Just for everyone : I am preparing the workshop on copyright
violations at wikimania in 2 weeks !
Anyone interested : register or contact me :-)
Le 21 juil. 05 à 22:10, Yann Forget a écrit :
Hi,
Le Wednesday 20 July 2005 21:06, Gerard Meijssen a écrit :
Robert Scott Horning wrote:
Gerard Meijssen wrote:
Hoi,
On OTRS I received a complaint that some photo's were taken from a
website. As the photo's were located on Commons, I informed the
gentleman to go to the Commons administrators. In this case they
were
world war II photo's of machine guns. I told the gentleman that
even
if the photos were taken from his website, it would not matter when
the photos are already in the pubic domain.
The question, as it is not possible for a Dutch admin to remove
photos from Commons and as it has no impact to remove the pictures
from an article, is it correct to refer this gentleman to the
Commons
admins or is there / should there be a procedure for these issues.

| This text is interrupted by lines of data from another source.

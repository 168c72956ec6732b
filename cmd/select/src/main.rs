//! Select over several channels with a default and a timeout
//!
//! Three producers feed the loop at different rates from one blocking
//! thread each. A select re-arms itself after every firing:
//!
//! - `fast` / `slow` / `rare` deliver values
//! - `idle` (the default) fires when nothing is ready, and the loop
//!   counts it without doing anything else
//! - `timeout` is a channel closed by a loop timer; its firing ends the
//!   demo
//!
//! Environment:
//! - `SELECT_TIMEOUT_MS` - how long to listen (default 50)
//! - `TCH_DEBUG=1` - print the loop configuration first

use std::cell::Cell;
use std::rc::Rc;
use std::time::Duration;

use tickchan::{
    env_get, env_get_bool, kerror, spawn_blocking, ChanError, ChanResult, Channel, EventLoop, Select, Slot, WeakSelect,
};

#[derive(Debug, Clone, Copy, PartialEq, Eq)]
enum Source {
    Fast,
    Slow,
    Rare,
    Idle,
    Timeout,
}

struct Listener {
    ev: Rc<EventLoop>,
    inputs: Vec<(Source, Channel<u32>, Slot<u32>)>,
    timeout: Channel<()>,
    select: WeakSelect<Source>,
    idle: Cell<u64>,
}

fn main() {
    println!("=== tickchan Select ===\n");

    let timeout_ms: u64 = env_get("SELECT_TIMEOUT_MS", 50);
    let ev = match EventLoop::new() {
        Ok(ev) => Rc::new(ev),
        Err(e) => {
            kerror!("cannot create event loop: {}", e);
            std::process::exit(1);
        }
    };
    if env_get_bool("TCH_DEBUG", false) {
        ev.config().print();
    }

    let mut workers = Vec::new();
    let mut inputs = Vec::new();
    for (source, period) in [(Source::Fast, 1u64), (Source::Slow, 5), (Source::Rare, 20)] {
        let ch = Channel::new(4);
        let tx = ch.clone();
        match spawn_blocking(move || produce(tx, Duration::from_millis(period))) {
            Ok(handle) => workers.push((ch.clone(), handle)),
            Err(e) => kerror!("cannot spawn {:?} producer: {}", source, e),
        }
        inputs.push((source, ch, Slot::new()));
    }

    let timeout = Channel::new(1);
    {
        let t = timeout.clone();
        ev.add_timer(Duration::from_millis(timeout_ms), move || t.close());
    }

    let mut listener = None;
    let select = Select::new_cyclic(|me| {
        let l = Rc::new(Listener {
            ev: Rc::clone(&ev),
            inputs,
            timeout,
            select: me.clone(),
            idle: Cell::new(0),
        });
        listener = Some(Rc::clone(&l));
        move |tag, res| on_fire(&l, tag, res)
    });
    let Some(listener) = listener else { return };
    arm(&listener);

    let stats = ev.run();
    drop(select);

    for (ch, handle) in workers {
        ch.close();
        let sent = handle.join().unwrap_or(0);
        println!("[Producer] sent {}", sent);
    }
    println!("[Loop] idle firings: {}", listener.idle.get());
    println!("[Loop] {:?}", stats);
    println!("\n=== Example Complete ===");
}

fn produce(tx: Channel<u32>, period: Duration) -> u32 {
    let mut sent = 0;
    while !tx.is_closed() {
        if tx.try_push(sent).is_ok() {
            sent += 1;
        }
        std::thread::sleep(period);
    }
    sent
}

/// Register every entry and start the select
fn arm(listener: &Rc<Listener>) {
    let Some(select) = listener.select.upgrade() else { return };

    let registered: ChanResult<()> = (|| {
        for (source, ch, slot) in &listener.inputs {
            select.add_pop(*source, ch, slot)?;
        }
        select.add_pop(Source::Timeout, &listener.timeout, &Slot::new())?;
        select.add_default(Source::Idle)?;
        select.start(&*listener.ev)
    })();
    if let Err(e) = registered {
        kerror!("select not armed: {}", e);
    }
}

fn on_fire(listener: &Rc<Listener>, tag: Source, res: ChanResult<()>) {
    match (tag, res) {
        (Source::Timeout, Err(ChanError::ChannelClosed)) => {
            println!("[Loop] timeout");
            return;
        }
        (Source::Idle, _) => listener.idle.set(listener.idle.get() + 1),
        (source, Ok(())) => {
            let slot = listener.select.upgrade().and_then(|sel| sel.result_slot::<u32>());
            if let Some(value) = slot.and_then(|slot| slot.take()) {
                println!("[Loop] {:?} -> {}", source, value);
            }
        }
        (source, Err(e)) => {
            println!("[Loop] {:?} ended: {}", source, e);
            return;
        }
    }
    // Re-arm on the next tick, after this firing has fully unwound.
    let l = Rc::clone(listener);
    listener.ev.defer(move || arm(&l));
}
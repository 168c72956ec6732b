//! Multi-way select over push/pop attempts
//!
//! A `Select` races tagged push and pop attempts, possibly on channels of
//! different element types, and fires exactly one tag per activation.
//!
//! # Per-tick scan
//!
//! Entries are visited in registration order. The first entry whose
//! channel is closed fires `(tag, Err(ChannelClosed))`; the first entry
//! whose operation succeeds fires `(tag, Ok(()))`. Entries after the
//! winner are not looked at that tick, even if they were ready. If no
//! entry fires and a default tag is registered, the default fires with
//! `Ok(())` and nothing is transferred. Otherwise the select stays
//! scheduled.
//!
//! Registration order is the only priority signal.
//!
//! # Slots
//!
//! Each entry moves its value through the `Slot` passed at registration.
//! `slot_for` looks one up by tag while it is registered, and
//! `result_slot` returns the slot of the entry that fired last (`None`
//! after the default fired).
//!
//! # Re-arming
//!
//! A callback holding a strong `Select` handle of its own set forms an
//! `Rc` cycle that keeps the set alive forever. Build such a set with
//! `new_cyclic`, whose callback gets a `WeakSelect`.
//!
//! ```ignore
//! let sel = Select::new(|tag, res| kinfo!("fired {:?}: {:?}", tag, res));
//! sel.add_pop("jobs", &jobs, &job_slot)?;
//! sel.add_push("results", &results, &result_slot)?;
//! sel.add_default("idle")?;
//! sel.start(&event_loop)?;
//! ```

use std::any::Any;
use std::cell::RefCell;
use std::fmt;
use std::rc::{Rc, Weak};

use crate::channel::{Attempt, Channel};
use crate::constants::MAX_SELECT;
use crate::error::{ChanError, ChanResult};
use crate::id::TaskId;
use crate::op::OpKind;
use crate::slot::Slot;
use crate::traits::{Reactor, Tick};

/// Callback of a select: the fired tag and its outcome
pub type SelectCallback<K> = Box<dyn FnMut(K, ChanResult<()>)>;

/// One registered attempt, with the element type erased
trait Arm {
    fn kind(&self) -> OpKind;
    fn channel_id(&self) -> u64;
    fn is_closed(&self) -> bool;
    /// Counts toward its channel's `polling`
    fn is_armed_pop(&self) -> bool;
    /// `own_pollers`: armed pops of this same select on this channel
    fn attempt(&mut self, own_pollers: usize) -> bool;
    /// The select started; pop arms now count as polling
    fn arm(&mut self);
    /// The registered `Slot<T>`
    fn slot(&self) -> &dyn Any;
    fn slot_boxed(&self) -> Box<dyn Any>;
}

struct ChannelArm<T> {
    channel: Channel<T>,
    slot: Slot<T>,
    kind: OpKind,
    polling: bool,
}

impl<T: 'static> Arm for ChannelArm<T> {
    fn kind(&self) -> OpKind {
        self.kind
    }

    fn channel_id(&self) -> u64 {
        self.channel.id()
    }

    fn is_closed(&self) -> bool {
        self.channel.is_closed()
    }

    fn is_armed_pop(&self) -> bool {
        self.kind == OpKind::Pop && self.polling
    }

    fn attempt(&mut self, own_pollers: usize) -> bool {
        let attempt = match self.kind {
            OpKind::Push => self.channel.attempt_push_excluding(&self.slot, own_pollers),
            OpKind::Pop => self.channel.attempt_pop(&self.slot),
        };
        attempt == Attempt::Ready
    }

    fn arm(&mut self) {
        if self.kind == OpKind::Pop && !self.polling {
            self.channel.begin_polling();
            self.polling = true;
        }
    }

    fn slot(&self) -> &dyn Any {
        &self.slot
    }

    fn slot_boxed(&self) -> Box<dyn Any> {
        Box::new(self.slot.clone())
    }
}

impl<T> Drop for ChannelArm<T> {
    fn drop(&mut self) {
        if self.polling {
            self.channel.end_polling();
        }
    }
}

struct Entry<K> {
    tag: K,
    arm: Box<dyn Arm>,
}

struct SelectState<K> {
    entries: Vec<Entry<K>>,
    default_tag: Option<K>,
    /// Taken out while it runs
    callback: Option<SelectCallback<K>>,
    /// Reactor task while running
    task: Option<TaskId>,
    result: Option<(K, ChanResult<()>)>,
    /// `Slot<T>` of the entry that fired last
    result_slot: Option<Box<dyn Any>>,
}

/// A set of tagged attempts resolving to one fired tag per activation
///
/// Cloning yields another handle to the same set. Dropping every handle
/// of an idle set releases its channel references; a running set stays
/// alive inside the reactor until it fires or is cancelled.
pub struct Select<K> {
    state: Rc<RefCell<SelectState<K>>>,
}

/// Non-owning handle to a `Select`, for callbacks that re-arm their own set
pub struct WeakSelect<K> {
    state: Weak<RefCell<SelectState<K>>>,
}

impl<K> WeakSelect<K> {
    /// `None` once every strong handle (and the reactor's) is gone
    pub fn upgrade(&self) -> Option<Select<K>> {
        self.state.upgrade().map(|state| Select { state })
    }
}

impl<K> Clone for WeakSelect<K> {
    fn clone(&self) -> Self {
        WeakSelect { state: Weak::clone(&self.state) }
    }
}

impl<K> Select<K>
where
    K: Clone + PartialEq + fmt::Debug + 'static,
{
    /// Create an empty select firing into `callback`
    ///
    /// `callback` must not own a `Select` handle of this same set; see
    /// `new_cyclic`.
    pub fn new(callback: impl FnMut(K, ChanResult<()>) + 'static) -> Self {
        Select {
            state: Rc::new(RefCell::new(SelectState::new(Box::new(callback)))),
        }
    }

    /// Create an empty select whose callback is built with a weak handle
    /// to the set itself, so that it can re-register entries and restart
    /// without keeping the set alive.
    ///
    /// ```ignore
    /// let sel = Select::new_cyclic(|me| {
    ///     let me = me.clone();
    ///     move |tag, res| {
    ///         if let Some(sel) = me.upgrade() {
    ///             sel.add_pop("next", &ch, &slot).ok();
    ///         }
    ///     }
    /// });
    /// ```
    pub fn new_cyclic<F, C>(make_callback: F) -> Self
    where
        F: FnOnce(&WeakSelect<K>) -> C,
        C: FnMut(K, ChanResult<()>) + 'static,
    {
        let state = Rc::new_cyclic(|weak| {
            let me = WeakSelect { state: Weak::clone(weak) };
            RefCell::new(SelectState::new(Box::new(make_callback(&me))))
        });
        Select { state }
    }

    pub fn downgrade(&self) -> WeakSelect<K> {
        WeakSelect { state: Rc::downgrade(&self.state) }
    }

    /// Register an attempt to push the value held in `slot`
    pub fn add_push<T: 'static>(&self, tag: K, channel: &Channel<T>, slot: &Slot<T>) -> ChanResult<()> {
        self.add(tag, channel, slot, OpKind::Push)
    }

    /// Register an attempt to pop into `slot`
    pub fn add_pop<T: 'static>(&self, tag: K, channel: &Channel<T>, slot: &Slot<T>) -> ChanResult<()> {
        self.add(tag, channel, slot, OpKind::Pop)
    }

    fn add<T: 'static>(&self, tag: K, channel: &Channel<T>, slot: &Slot<T>, kind: OpKind) -> ChanResult<()> {
        let mut st = self.state.borrow_mut();
        if st.entries.len() >= MAX_SELECT {
            return Err(ChanError::SelectFull);
        }
        if st.entries.iter().any(|e| e.tag == tag) {
            return Err(ChanError::SelectDuplicateTag);
        }

        let mut arm = ChannelArm {
            channel: channel.clone(),
            slot: slot.clone(),
            kind,
            polling: false,
        };
        if st.task.is_some() {
            arm.arm();
        }
        crate::ktrace!("select add {:?} {:?} on chan#{}", tag, kind, channel.id());
        st.entries.push(Entry { tag, arm: Box::new(arm) });
        Ok(())
    }

    /// Register (or replace) the fallback tag
    pub fn add_default(&self, tag: K) -> ChanResult<()> {
        self.state.borrow_mut().default_tag = Some(tag);
        Ok(())
    }

    /// Detach the entry registered under `tag`, keeping the others in order
    pub fn remove(&self, tag: &K) -> ChanResult<()> {
        let removed = {
            let mut st = self.state.borrow_mut();
            let index = st
                .entries
                .iter()
                .position(|e| e.tag == *tag)
                .ok_or(ChanError::SelectTagNotFound)?;
            st.entries.remove(index)
        };
        crate::ktrace!("select removed {:?} on chan#{}", tag, removed.arm.channel_id());
        drop(removed);
        Ok(())
    }

    /// Begin scanning on every tick until one tag fires.
    ///
    /// Fails with `SelectEmpty` when there are no entries and no default.
    /// Starting a running select does nothing.
    pub fn start<R: Reactor + ?Sized>(&self, reactor: &R) -> ChanResult<()> {
        {
            let mut st = self.state.borrow_mut();
            if st.task.is_some() {
                return Ok(());
            }
            if st.entries.is_empty() && st.default_tag.is_none() {
                return Err(ChanError::SelectEmpty);
            }
            for entry in st.entries.iter_mut() {
                entry.arm.arm();
            }
        }

        let state = Rc::clone(&self.state);
        let id = reactor.schedule(Box::new(move || poll_select(&state)));
        self.state.borrow_mut().task = Some(id);
        crate::ktrace!("select scheduled as task {}", id);
        Ok(())
    }

    /// Tear the select down without firing: stop scheduling and release
    /// every entry. Returns `false` if it was not running.
    pub fn cancel<R: Reactor + ?Sized>(&self, reactor: &R) -> bool {
        let Some(id) = self.state.borrow_mut().task.take() else {
            return false;
        };
        reactor.cancel(id);
        let released = {
            let mut st = self.state.borrow_mut();
            st.default_tag = None;
            std::mem::take(&mut st.entries)
        };
        crate::ktrace!("select task {} cancelled, released {} entries", id, released.len());
        drop(released);
        true
    }

    /// Tag and outcome of the most recent activation
    pub fn last_result(&self) -> ChanResult<(K, ChanResult<()>)> {
        self.state
            .borrow()
            .result
            .clone()
            .ok_or(ChanError::SelectNoResult)
    }

    /// Number of registered entries (the default is not counted)
    pub fn len(&self) -> usize {
        self.state.borrow().entries.len()
    }

    pub fn is_empty(&self) -> bool {
        self.len() == 0
    }

    pub fn contains(&self, tag: &K) -> bool {
        self.state.borrow().entries.iter().any(|e| e.tag == *tag)
    }

    pub fn default_tag(&self) -> Option<K> {
        self.state.borrow().default_tag.clone()
    }

    pub fn is_running(&self) -> bool {
        self.state.borrow().task.is_some()
    }

    /// Slot of the entry registered under `tag`, if its element type is `T`
    pub fn slot_for<T: 'static>(&self, tag: &K) -> Option<Slot<T>> {
        let st = self.state.borrow();
        let entry = st.entries.iter().find(|e| e.tag == *tag)?;
        entry.arm.slot().downcast_ref::<Slot<T>>().cloned()
    }

    /// Slot of the entry behind the most recent firing, if its element
    /// type is `T`. `None` before the first firing and after the default.
    pub fn result_slot<T: 'static>(&self) -> Option<Slot<T>> {
        let st = self.state.borrow();
        st.result_slot.as_deref()?.downcast_ref::<Slot<T>>().cloned()
    }
}

impl<K> SelectState<K> {
    fn new(callback: SelectCallback<K>) -> Self {
        SelectState {
            entries: Vec::new(),
            default_tag: None,
            callback: Some(callback),
            task: None,
            result: None,
            result_slot: None,
        }
    }
}

/// One tick of a running select
fn poll_select<K>(state: &Rc<RefCell<SelectState<K>>>) -> Tick
where
    K: Clone + PartialEq + fmt::Debug + 'static,
{
    let (fired, released, callback) = {
        let mut st = state.borrow_mut();

        // A select's own pop arms never satisfy its own rendezvous push.
        let armed_pops: Vec<u64> = st
            .entries
            .iter()
            .filter(|e| e.arm.is_armed_pop())
            .map(|e| e.arm.channel_id())
            .collect();

        let mut fired = None;
        let mut fired_slot = None;
        for entry in st.entries.iter_mut() {
            if entry.arm.is_closed() {
                fired = Some((entry.tag.clone(), Err(ChanError::ChannelClosed)));
                fired_slot = Some(entry.arm.slot_boxed());
                break;
            }
            let own_pollers = match entry.arm.kind() {
                OpKind::Push => {
                    let id = entry.arm.channel_id();
                    armed_pops.iter().filter(|&&c| c == id).count()
                }
                OpKind::Pop => 0,
            };
            if entry.arm.attempt(own_pollers) {
                fired = Some((entry.tag.clone(), Ok(())));
                fired_slot = Some(entry.arm.slot_boxed());
                break;
            }
        }
        if fired.is_none() {
            fired = st.default_tag.clone().map(|tag| (tag, Ok(())));
        }
        let Some(fired) = fired else {
            return Tick::Pending;
        };

        st.task = None;
        st.default_tag = None;
        st.result = Some(fired.clone());
        st.result_slot = fired_slot;
        let released = std::mem::take(&mut st.entries);
        (fired, released, st.callback.take())
    };

    crate::kdebug!("select fired {:?}: {:?}", fired.0, fired.1);
    drop(released);

    if let Some(mut callback) = callback {
        let (tag, outcome) = fired;
        callback(tag, outcome);
        let mut st = state.borrow_mut();
        if st.callback.is_none() {
            st.callback = Some(callback);
        }
    }
    Tick::Done
}

impl<K> Clone for Select<K> {
    fn clone(&self) -> Self {
        Select { state: Rc::clone(&self.state) }
    }
}

impl<K: fmt::Debug> fmt::Debug for Select<K> {
    fn fmt(&self, f: &mut fmt::Formatter<'_>) -> fmt::Result {
        let st = self.state.borrow();
        let entries: Vec<_> = st
            .entries
            .iter()
            .map(|e| (&e.tag, e.arm.kind(), e.arm.channel_id()))
            .collect();
        f.debug_struct("Select")
            .field("entries", &entries)
            .field("default", &st.default_tag)
            .field("task", &st.task)
            .finish()
    }
}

On Commons, if you think there is a copyright tag you can throw on
images you think are in dispute, which is the {{Copyvio}} tag,
and any
user can add that onto the image. You don't need to be an admin.
Please make sure you put in a reason on the image page when you
think
there is a problem, or try and contact the user who uploaded the
content (to be kind to a potential new user who thought uploading
random stuff from web pages was appropriate). The tag will get
flagged to a category which the admins on Commons check very
regularly, and will delete if it is against Commons policy.
Hoi,
In this case Commons states that it is public domain. There is
this user
who has just another WW II website and is the opinion that we
copied his
website. I am not completely aware of how these things are done on
Commons and, I do not agree with some of the procedures that I do
know.
The thing is with OTRS, I am not just some user. By notifying me
of this
issue the gentleman may think he is talking to the WMF itself
while in
fact it has nothing to do with the nl.wikipedia. So the issue is
also a
bit bigger than just this and that is why I ask for some guidance.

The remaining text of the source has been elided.